The required result is every line of the records that includes "bool".

Dataset items:

──────────────────────────────

// src/app/event_handler.rs
//! クリック判定 (当たり判定) のロジックだよ！🖱️
//!
//! どの座標に何があるかは、いつも `layout_calculator` で毎回計算した位置で判定する。

use log::debug;

use super::layout_calculator::{calculate_card_position, card_rect, stack_base_position};
use crate::board::Board;
use crate::components::{Position, StackType};
use crate::config::LayoutConfig;

/// クリックされた要素の種類を表す Enum だよ！
/// カードがクリックされたのか、それともスタックの空きスペースがクリックされたのかを示すんだ。
#[derive(Debug, Clone, Copy, PartialEq, Eq)]
pub enum ClickTarget {
    /// カードがクリックされた場合。どのスタックの何番目か。
    Card { stack_type: StackType, index: usize },
    /// スタックの土台エリアがクリックされた場合。
    Stack(StackType),
}

/// クリックされた座標に基づいて、どのゲーム要素 (表向きカード or スタック) が
/// クリックされたかを特定する関数だよ！
///
/// 1. 表向きのカードで一番手前にあるもの
/// 2. なければスタックの土台エリア
/// 3. どっちもなければ None
pub fn find_clicked_element(board: &Board, layout: &LayoutConfig, point: Position) -> Option<ClickTarget> {
    find_topmost_face_up_card(board, layout, point)
        .or_else(|| find_clicked_stack_area(layout, point))
}

/// 座標にある表向きカードのうち、最も手前にあるものを探すヘルパー関数だよ。
///
/// 描画順 (スタックの走査順 → スタック内の順番) の逆からたどって、
/// 最初に当たった表向きカードが一番手前！ 裏向きのカードはドラッグできないので無視するよ。
pub fn find_topmost_face_up_card(
    board: &Board,
    layout: &LayoutConfig,
    point: Position,
) -> Option<ClickTarget> {
    let hit = board
        .stacks()
        .iter()
        .rev()
        .flat_map(|stack| {
            let stack_type = stack.stack_type();
            stack
                .cards()
                .iter()
                .enumerate()
                .rev()
                .map(move |(index, card)| (stack_type, index, card))
        })
        .filter(|(_, _, card)| card.is_face_up())
        .find(|&(stack_type, index, _)| {
            card_rect(calculate_card_position(stack_type, index, layout), layout).contains(point)
        });

    match hit {
        Some((stack_type, index, card)) => {
            debug!("Hit card {} at {:?}[{}]", card, stack_type, index);
            Some(ClickTarget::Card { stack_type, index })
        }
        None => None,
    }
}

/// 座標がスタックの土台エリア (カード1枚分) に入っているか判定するよ。
/// 最初に見つかったものを返す。
pub fn find_clicked_stack_area(layout: &LayoutConfig, point: Position) -> Option<ClickTarget> {
    StackType::scan_order()
        .into_iter()
        .find(|&stack_type| card_rect(stack_base_position(stack_type, layout), layout).contains(point))
        .map(ClickTarget::Stack)
}

#[cfg(test)]
mod tests {
    use super::*;
    use crate::components::{Card, Rank, Suit};
    use crate::logic::deck::Deck;

    fn up(suit: Suit, rank: Rank) -> Card {
        let mut card = Card::new(suit, rank);
        card.flip();
        card
    }

    fn board_with_column() -> Board {
        let mut board = Board::new(Deck::shuffled_new());
        let column = board.stack_mut(StackType::Tableau(0)).expect("列はあるはず");
        column.push(Card::new(Suit::Club, Rank::Four)); // 裏向き
        column.push(up(Suit::Heart, Rank::Nine));
        column.push(up(Suit::Spade, Rank::Eight));
        board
    }

    #[test]
    fn topmost_face_up_card_wins() {
        let board = board_with_column();
        let layout = LayoutConfig::default();
        // 列 0: y=200 (裏), 230 (9♥), 260 (8♠)。y=270 は 9♥ と 8♠ の両方に入るけど、手前は 8♠。
        assert_eq!(
            find_clicked_element(&board, &layout, Position::new(110.0, 270.0)),
            Some(ClickTarget::Card { stack_type: StackType::Tableau(0), index: 2 })
        );
        // 9♥ の見えている部分
        assert_eq!(
            find_clicked_element(&board, &layout, Position::new(110.0, 240.0)),
            Some(ClickTarget::Card { stack_type: StackType::Tableau(0), index: 1 })
        );
    }

    #[test]
    fn face_down_cards_are_not_hit() {
        let board = board_with_column();
        let layout = LayoutConfig::default();
        // y=205 は裏向きカードだけの部分なので、カードとしては当たらない。土台エリアに当たる。
        assert_eq!(
            find_clicked_element(&board, &layout, Position::new(110.0, 205.0)),
            Some(ClickTarget::Stack(StackType::Tableau(0)))
        );
        assert_eq!(find_topmost_face_up_card(&board, &layout, Position::new(110.0, 205.0)), None);
    }

    #[test]
    fn stock_area_and_background() {
        let board = Board::new(Deck::shuffled_new());
        let layout = LayoutConfig::default();
        assert_eq!(
            find_clicked_element(&board, &layout, Position::new(120.0, 60.0)),
            Some(ClickTarget::Stack(StackType::Stock))
        );
        assert_eq!(find_clicked_element(&board, &layout, Position::new(5.0, 5.0)), None);
    }
}
// src/logic/mod.rs
//! ゲームのルールや山札など、画面に依存しないロジックをまとめるよ。

pub mod auto_move;
pub mod deck;
pub mod rules;
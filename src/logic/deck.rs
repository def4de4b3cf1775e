// src/logic/deck.rs

use itertools::iproduct;
use log::debug;
use rand::{seq::SliceRandom, thread_rng, Rng};

use crate::components::card::{Card, ALL_RANKS, ALL_SUITS, DEFAULT_BACK_STYLE};
use crate::error::{GameError, Result};

/// 1ゲーム分の山札 (52枚) だよ！🃏
///
/// `cards` の最後が「一番上」で、`draw` はそこから1枚ずつ取り出す。
#[derive(Debug, Clone, PartialEq, Eq)]
pub struct Deck {
    cards: Vec<Card>,
}

/// 標準的な52枚のカードを、スート×ランクの順番で生成する関数だよ！
/// 生成された時点では、すべてのカードは裏向き。
pub fn create_standard_deck(back_style: &str) -> Vec<Card> {
    iproduct!(ALL_SUITS, ALL_RANKS)
        .map(|(suit, rank)| Card::with_back_style(suit, rank, back_style))
        .collect()
}

impl Deck {
    /// `thread_rng` でシャッフルした新しい山札を作る。
    pub fn shuffled_new() -> Self {
        Self::shuffled_with(&mut thread_rng(), DEFAULT_BACK_STYLE)
    }

    /// 乱数生成器を指定してシャッフルした山札を作る。テストではシード付きの `StdRng` を渡すよ。
    pub fn shuffled_with<R: Rng + ?Sized>(rng: &mut R, back_style: &str) -> Self {
        let mut cards = create_standard_deck(back_style);
        cards.shuffle(rng);
        debug!("Deck: shuffled {} cards", cards.len());
        Self { cards }
    }

    /// 一番上のカードを1枚引く。空なら `GameError::EmptyDeck`。
    pub fn draw(&mut self) -> Result<Card> {
        self.cards.pop().ok_or(GameError::EmptyDeck)
    }

    pub fn len(&self) -> usize {
        self.cards.len()
    }

    pub fn is_empty(&self) -> bool {
        self.cards.is_empty()
    }

    /// 残りのカードを一番下から順に全部取り出す。
    pub fn drain_remaining(&mut self) -> Vec<Card> {
        std::mem::take(&mut self.cards)
    }
}
//! ルール判定で共通して使うヘルパー関数を置くよ。

use crate::components::card::{Card, Suit, ALL_SUITS};

/// 組札 (Foundation) のインデックス (0-3) から対応するスートを取得する。
/// 約束事: 0: Heart ❤️, 1: Diamond ♦️, 2: Club ♣️, 3: Spade ♠️
pub fn get_foundation_suit(foundation_index: u8) -> Option<Suit> {
    ALL_SUITS.get(usize::from(foundation_index)).copied()
}

/// `lower` のすぐ上に `upper` を積めるか (色違いで、ランクがちょうど1つ下)。
pub(crate) fn is_alternating_step(lower: &Card, upper: &Card) -> bool {
    lower.color() != upper.color() && upper.rank().value() + 1 == lower.rank().value()
}
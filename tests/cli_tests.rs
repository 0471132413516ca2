// tests/cli_tests.rs
use assert_cmd::Command;
use predicates::prelude::*;
use std::io::Write;
use tempfile::NamedTempFile;

const JBOSS_PATTERN: &str = "%d{HH:mm:ss,SSS} %-5p [%c] (%t) %s%E%n";

const SERVER_LOG: &str = "\
10:15:30,001 INFO  [org.jboss.as] (main) WFLYSRV0049: WildFly starting
10:15:30,500 DEBUG [org.jboss.as.config] (MSC service thread 1-2) Configured system properties
10:15:31,400 ERROR [org.acme.Deployer] (main) Deploy failed: java.lang.IllegalStateException: boom
\tat org.acme.Deployer.run(Deployer.java:42)
10:15:32,000 WARN  [org.acme.Cache] (worker-1) cache nearly full
";

fn patlog() -> Command {
    let mut cmd = Command::cargo_bin("patlog").unwrap();
    cmd.env_remove("PATLOG_PATTERN").env_remove("RUST_LOG");
    cmd
}

fn log_file(content: &str) -> NamedTempFile {
    let mut file = NamedTempFile::new().unwrap();
    file.write_all(content.as_bytes()).unwrap();
    file
}

#[test]
fn test_raw_pass_through_from_stdin() {
    patlog()
        .arg("-p")
        .arg(JBOSS_PATTERN)
        .write_stdin(SERVER_LOG)
        .assert()
        .success()
        .stdout(SERVER_LOG);
}

#[test]
fn test_pattern_from_environment() {
    patlog()
        .env("PATLOG_PATTERN", JBOSS_PATTERN)
        .args(["-F", "jsonl", "--level", "warn"])
        .write_stdin(SERVER_LOG)
        .assert()
        .success()
        .stdout(predicate::str::contains("\"level\":\"ERROR\""))
        .stdout(predicate::str::contains("\"level\":\"WARN\""))
        .stdout(predicate::str::contains("DEBUG").not());
}

#[test]
fn test_heuristic_mode_reads_files() {
    let file = log_file(SERVER_LOG);
    patlog()
        .args(["-F", "logfmt", "--no-color", "--include-levels", "error"])
        .arg(file.path())
        .assert()
        .success()
        .stdout(predicate::str::contains("level=ERROR logger=org.acme.Deployer thread=main"))
        .stdout(predicate::str::contains("\\n\\tat org.acme.Deployer.run"))
        .stdout(predicate::str::contains("\x1b[").not());
}

#[test]
fn test_exclude_logger_and_grep() {
    patlog()
        .args(["-p", JBOSS_PATTERN, "--exclude-logger", "org.jboss"])
        .args(["--grep", "full"])
        .write_stdin(SERVER_LOG)
        .assert()
        .success()
        .stdout("10:15:32,000 WARN  [org.acme.Cache] (worker-1) cache nearly full\n");
}

#[test]
fn test_count_summary() {
    patlog()
        .args(["-p", JBOSS_PATTERN, "--count"])
        .write_stdin(SERVER_LOG)
        .assert()
        .success()
        .stdout("DEBUG 1\nINFO 1\nWARN 1\nERROR 1\ntotal 4\n");
}

#[test]
fn test_csv_output_to_file() {
    let output = NamedTempFile::new().unwrap();
    patlog()
        .args(["-p", JBOSS_PATTERN, "-F", "csv", "-o"])
        .arg(output.path())
        .write_stdin(SERVER_LOG)
        .assert()
        .success()
        .stdout("");

    let written = std::fs::read_to_string(output.path()).unwrap();
    assert!(written.starts_with("timestamp,level,logger,thread,message,exception,line\n"));
    assert_eq!(written.matches("1970-01-01T").count(), 4);
}

#[test]
fn test_layout_output() {
    patlog()
        .args(["-p", JBOSS_PATTERN, "-F", "layout", "--output-pattern", "%-5p %c{1}: %m"])
        .args(["--level", "ERROR"])
        .write_stdin(SERVER_LOG)
        .assert()
        .success()
        .stdout("ERROR Deployer: Deploy failed\n");
}

#[test]
fn test_exit_code_no_output() {
    patlog()
        .args(["-p", JBOSS_PATTERN, "--grep", "nothing matches this"])
        .write_stdin(SERVER_LOG)
        .assert()
        .code(2)
        .stdout("");
}

#[test]
fn test_invalid_pattern_is_reported() {
    patlog()
        .args(["-p", "%d{HH:mm:ss %m"])
        .write_stdin(SERVER_LOG)
        .assert()
        .code(1)
        .stderr(predicate::str::contains("Invalid conversion pattern"));
}

#[test]
fn test_fatal_error_skips_rest_of_file() {
    let broken = log_file("10:15:30,001 INFO  [a] (main) one\n10:15:30,002 INFO  no brackets\n10:15:30,003 INFO  [a] (main) three\n");
    let good = log_file("10:16:00,000 WARN  [b] (main) next file\n");
    patlog()
        .args(["-p", JBOSS_PATTERN])
        .arg(broken.path())
        .arg(good.path())
        .assert()
        .code(1)
        .stdout("10:15:30,001 INFO  [a] (main) one\n10:16:00,000 WARN  [b] (main) next file\n")
        .stderr(predicate::str::contains("line 2, offset 13"));
}

#[test]
fn test_fail_fast_stops_the_run() {
    let broken = log_file("10:15:30,002 INFO  no brackets\n");
    let good = log_file("10:16:00,000 WARN  [b] (main) next file\n");
    patlog()
        .args(["-p", JBOSS_PATTERN, "--fail-fast"])
        .arg(broken.path())
        .arg(good.path())
        .assert()
        .code(1)
        .stdout("")
        .stderr(predicate::str::contains("line 1, offset 13"));
}

#[test]
fn test_missing_input_file() {
    patlog()
        .args(["-p", JBOSS_PATTERN, "/nonexistent/server.log"])
        .assert()
        .code(1);
}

──────────────────────────────

### REPLY TO THE TASK
    pub fn is_empty(&self) -> bool {
pub(crate) fn is_alternating_step(lower: &Card, upper: &Card) -> bool {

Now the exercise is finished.